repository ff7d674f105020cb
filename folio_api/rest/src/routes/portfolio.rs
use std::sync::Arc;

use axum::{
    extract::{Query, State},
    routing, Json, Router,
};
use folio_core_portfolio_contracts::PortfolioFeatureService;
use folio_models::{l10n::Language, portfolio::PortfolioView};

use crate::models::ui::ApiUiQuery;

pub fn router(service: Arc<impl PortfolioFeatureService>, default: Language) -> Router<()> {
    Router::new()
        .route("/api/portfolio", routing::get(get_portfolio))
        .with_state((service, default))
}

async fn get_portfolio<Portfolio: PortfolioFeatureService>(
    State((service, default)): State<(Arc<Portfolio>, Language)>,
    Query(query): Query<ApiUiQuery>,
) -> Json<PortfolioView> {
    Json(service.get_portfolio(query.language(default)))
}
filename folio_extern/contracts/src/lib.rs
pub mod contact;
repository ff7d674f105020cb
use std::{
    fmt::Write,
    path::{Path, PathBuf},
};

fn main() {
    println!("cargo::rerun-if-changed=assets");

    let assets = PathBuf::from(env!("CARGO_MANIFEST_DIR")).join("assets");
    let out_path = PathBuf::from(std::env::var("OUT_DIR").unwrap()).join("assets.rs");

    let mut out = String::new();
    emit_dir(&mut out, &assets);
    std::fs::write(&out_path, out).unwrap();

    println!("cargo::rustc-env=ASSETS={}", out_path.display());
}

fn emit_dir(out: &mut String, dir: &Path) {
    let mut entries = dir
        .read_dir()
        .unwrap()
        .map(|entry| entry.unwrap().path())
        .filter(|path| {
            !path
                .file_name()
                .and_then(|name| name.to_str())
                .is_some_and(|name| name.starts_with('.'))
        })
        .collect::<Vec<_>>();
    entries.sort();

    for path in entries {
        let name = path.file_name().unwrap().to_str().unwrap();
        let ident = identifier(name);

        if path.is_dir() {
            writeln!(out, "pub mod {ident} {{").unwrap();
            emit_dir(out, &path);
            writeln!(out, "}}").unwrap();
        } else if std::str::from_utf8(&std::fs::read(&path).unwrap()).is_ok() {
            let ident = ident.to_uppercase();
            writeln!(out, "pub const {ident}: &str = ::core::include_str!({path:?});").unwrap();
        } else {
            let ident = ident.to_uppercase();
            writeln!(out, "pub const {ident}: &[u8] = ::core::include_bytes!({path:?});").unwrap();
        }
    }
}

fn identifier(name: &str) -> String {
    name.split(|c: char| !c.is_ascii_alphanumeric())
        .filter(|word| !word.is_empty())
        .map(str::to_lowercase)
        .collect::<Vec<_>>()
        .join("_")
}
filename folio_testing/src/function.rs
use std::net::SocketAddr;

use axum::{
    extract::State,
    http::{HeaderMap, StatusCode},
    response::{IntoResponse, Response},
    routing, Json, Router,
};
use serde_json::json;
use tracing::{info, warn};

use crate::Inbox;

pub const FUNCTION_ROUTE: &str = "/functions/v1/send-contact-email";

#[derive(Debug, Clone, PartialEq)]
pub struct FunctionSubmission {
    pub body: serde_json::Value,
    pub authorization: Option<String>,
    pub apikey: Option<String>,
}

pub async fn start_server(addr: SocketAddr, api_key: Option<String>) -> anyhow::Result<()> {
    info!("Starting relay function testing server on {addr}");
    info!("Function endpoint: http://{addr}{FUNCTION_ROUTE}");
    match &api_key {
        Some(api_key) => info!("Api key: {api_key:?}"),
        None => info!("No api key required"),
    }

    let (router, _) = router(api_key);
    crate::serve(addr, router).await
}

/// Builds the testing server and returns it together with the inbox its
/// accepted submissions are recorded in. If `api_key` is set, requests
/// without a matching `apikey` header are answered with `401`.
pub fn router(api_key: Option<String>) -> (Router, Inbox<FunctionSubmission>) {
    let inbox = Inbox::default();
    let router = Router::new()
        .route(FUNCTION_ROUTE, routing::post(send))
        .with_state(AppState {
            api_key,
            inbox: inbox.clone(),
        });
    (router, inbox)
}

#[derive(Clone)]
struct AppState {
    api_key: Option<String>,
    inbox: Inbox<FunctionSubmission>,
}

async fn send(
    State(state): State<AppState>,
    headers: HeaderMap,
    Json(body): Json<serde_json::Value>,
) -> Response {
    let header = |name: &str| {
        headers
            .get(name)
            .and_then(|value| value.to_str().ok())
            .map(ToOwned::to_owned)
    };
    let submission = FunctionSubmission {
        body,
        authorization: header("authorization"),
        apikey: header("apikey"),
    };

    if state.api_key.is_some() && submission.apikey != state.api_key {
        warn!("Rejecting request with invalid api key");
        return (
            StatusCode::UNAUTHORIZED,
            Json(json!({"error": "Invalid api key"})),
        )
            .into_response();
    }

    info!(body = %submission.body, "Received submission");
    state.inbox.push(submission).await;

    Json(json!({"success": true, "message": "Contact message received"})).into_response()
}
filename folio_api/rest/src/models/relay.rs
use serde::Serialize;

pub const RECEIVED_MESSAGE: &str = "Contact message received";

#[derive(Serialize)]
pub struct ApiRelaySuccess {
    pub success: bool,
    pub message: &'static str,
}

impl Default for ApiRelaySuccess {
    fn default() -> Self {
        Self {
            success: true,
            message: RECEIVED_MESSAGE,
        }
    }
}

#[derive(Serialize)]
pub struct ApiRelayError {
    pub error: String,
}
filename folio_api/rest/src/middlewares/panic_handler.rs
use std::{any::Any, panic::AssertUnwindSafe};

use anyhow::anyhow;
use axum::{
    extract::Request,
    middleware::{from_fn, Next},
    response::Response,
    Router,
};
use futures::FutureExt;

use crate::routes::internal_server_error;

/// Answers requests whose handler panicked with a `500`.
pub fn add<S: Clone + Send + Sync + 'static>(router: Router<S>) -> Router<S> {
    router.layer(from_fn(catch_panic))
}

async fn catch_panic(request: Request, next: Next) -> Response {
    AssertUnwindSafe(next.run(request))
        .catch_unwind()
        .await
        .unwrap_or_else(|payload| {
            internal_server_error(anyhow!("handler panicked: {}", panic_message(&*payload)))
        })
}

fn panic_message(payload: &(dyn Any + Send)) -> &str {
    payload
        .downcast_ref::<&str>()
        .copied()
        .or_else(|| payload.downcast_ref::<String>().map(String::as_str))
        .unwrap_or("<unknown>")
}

## About this exercise
Set down the whole listing again, exactly as it was given.

## Answer section
repository ff7d674f105020cb
filename folio_api/rest/src/routes/portfolio.rs
use std::sync::Arc;

use axum::{
    extract::{Query, State},
    routing, Json, Router,
};
use folio_core_portfolio_contracts::PortfolioFeatureService;
use folio_models::{l10n::Language, portfolio::PortfolioView};

use crate::models::ui::ApiUiQuery;

pub fn router(service: Arc<impl PortfolioFeatureService>, default: Language) -> Router<()> {
    Router::new()
        .route("/api/portfolio", routing::get(get_portfolio))
        .with_state((service, default))
}

async fn get_portfolio<Portfolio: PortfolioFeatureService>(
    State((service, default)): State<(Arc<Portfolio>, Language)>,
    Query(query): Query<ApiUiQuery>,
) -> Json<PortfolioView> {
    Json(service.get_portfolio(query.language(default)))
}
filename folio_extern/contracts/src/lib.rs
pub mod contact;
repository ff7d674f105020cb
use std::{
    fmt::Write,
    path::{Path, PathBuf},
};

fn main() {
    println!("cargo::rerun-if-changed=assets");

    let assets = PathBuf::from(env!("CARGO_MANIFEST_DIR")).join("assets");
    let out_path = PathBuf::from(std::env::var("OUT_DIR").unwrap()).join("assets.rs");

    let mut out = String::new();
    emit_dir(&mut out, &assets);
    std::fs::write(&out_path, out).unwrap();

    println!("cargo::rustc-env=ASSETS={}", out_path.display());
}

fn emit_dir(out: &mut String, dir: &Path) {
    let mut entries = dir
        .read_dir()
        .unwrap()
        .map(|entry| entry.unwrap().path())
        .filter(|path| {
            !path
                .file_name()
                .and_then(|name| name.to_str())
                .is_some_and(|name| name.starts_with('.'))
        })
        .collect::<Vec<_>>();
    entries.sort();

    for path in entries {
        let name = path.file_name().unwrap().to_str().unwrap();
        let ident = identifier(name);

        if path.is_dir() {
            writeln!(out, "pub mod {ident} {{").unwrap();
            emit_dir(out, &path);
            writeln!(out, "}}").unwrap();
        } else if std::str::from_utf8(&std::fs::read(&path).unwrap()).is_ok() {
            let ident = ident.to_uppercase();
            writeln!(out, "pub const {ident}: &str = ::core::include_str!({path:?});").unwrap();
        } else {
            let ident = ident.to_uppercase();
            writeln!(out, "pub const {ident}: &[u8] = ::core::include_bytes!({path:?});").unwrap();
        }
    }
}

fn identifier(name: &str) -> String {
    name.split(|c: char| !c.is_ascii_alphanumeric())
        .filter(|word| !word.is_empty())
        .map(str::to_lowercase)
        .collect::<Vec<_>>()
        .join("_")
}
filename folio_testing/src/function.rs
use std::net::SocketAddr;

use axum::{
    extract::State,
    http::{HeaderMap, StatusCode},
    response::{IntoResponse, Response},
    routing, Json, Router,
};
use serde_json::json;
use tracing::{info, warn};

use crate::Inbox;

pub const FUNCTION_ROUTE: &str = "/functions/v1/send-contact-email";

#[derive(Debug, Clone, PartialEq)]
pub struct FunctionSubmission {
    pub body: serde_json::Value,
    pub authorization: Option<String>,
    pub apikey: Option<String>,
}

pub async fn start_server(addr: SocketAddr, api_key: Option<String>) -> anyhow::Result<()> {
    info!("Starting relay function testing server on {addr}");
    info!("Function endpoint: http://{addr}{FUNCTION_ROUTE}");
    match &api_key {
        Some(api_key) => info!("Api key: {api_key:?}"),
        None => info!("No api key required"),
    }

    let (router, _) = router(api_key);
    crate::serve(addr, router).await
}

/// Builds the testing server and returns it together with the inbox its
/// accepted submissions are recorded in. If `api_key` is set, requests
/// without a matching `apikey` header are answered with `401`.
pub fn router(api_key: Option<String>) -> (Router, Inbox<FunctionSubmission>) {
    let inbox = Inbox::default();
    let router = Router::new()
        .route(FUNCTION_ROUTE, routing::post(send))
        .with_state(AppState {
            api_key,
            inbox: inbox.clone(),
        });
    (router, inbox)
}

#[derive(Clone)]
struct AppState {
    api_key: Option<String>,
    inbox: Inbox<FunctionSubmission>,
}

async fn send(
    State(state): State<AppState>,
    headers: HeaderMap,
    Json(body): Json<serde_json::Value>,
) -> Response {
    let header = |name: &str| {
        headers
            .get(name)
            .and_then(|value| value.to_str().ok())
            .map(ToOwned::to_owned)
    };
    let submission = FunctionSubmission {
        body,
        authorization: header("authorization"),
        apikey: header("apikey"),
    };

    if state.api_key.is_some() && submission.apikey != state.api_key {
        warn!("Rejecting request with invalid api key");
        return (
            StatusCode::UNAUTHORIZED,
            Json(json!({"error": "Invalid api key"})),
        )
            .into_response();
    }

    info!(body = %submission.body, "Received submission");
    state.inbox.push(submission).await;

    Json(json!({"success": true, "message": "Contact message received"})).into_response()
}
filename folio_api/rest/src/models/relay.rs
use serde::Serialize;

pub const RECEIVED_MESSAGE: &str = "Contact message received";

#[derive(Serialize)]
pub struct ApiRelaySuccess {
    pub success: bool,
    pub message: &'static str,
}

impl Default for ApiRelaySuccess {
    fn default() -> Self {
        Self {
            success: true,
            message: RECEIVED_MESSAGE,
        }
    }
}

#[derive(Serialize)]
pub struct ApiRelayError {
    pub error: String,
}
filename folio_api/rest/src/middlewares/panic_handler.rs
use std::{any::Any, panic::AssertUnwindSafe};

use anyhow::anyhow;
use axum::{
    extract::Request,
    middleware::{from_fn, Next},
    response::Response,
    Router,
};
use futures::FutureExt;

use crate::routes::internal_server_error;

/// Answers requests whose handler panicked with a `500`.
pub fn add<S: Clone + Send + Sync + 'static>(router: Router<S>) -> Router<S> {
    router.layer(from_fn(catch_panic))
}

async fn catch_panic(request: Request, next: Next) -> Response {
    AssertUnwindSafe(next.run(request))
        .catch_unwind()
        .await
        .unwrap_or_else(|payload| {
            internal_server_error(anyhow!("handler panicked: {}", panic_message(&*payload)))
        })
}

fn panic_message(payload: &(dyn Any + Send)) -> &str {
    payload
        .downcast_ref::<&str>()
        .copied()
        .or_else(|| payload.downcast_ref::<String>().map(String::as_str))
        .unwrap_or("<unknown>")
}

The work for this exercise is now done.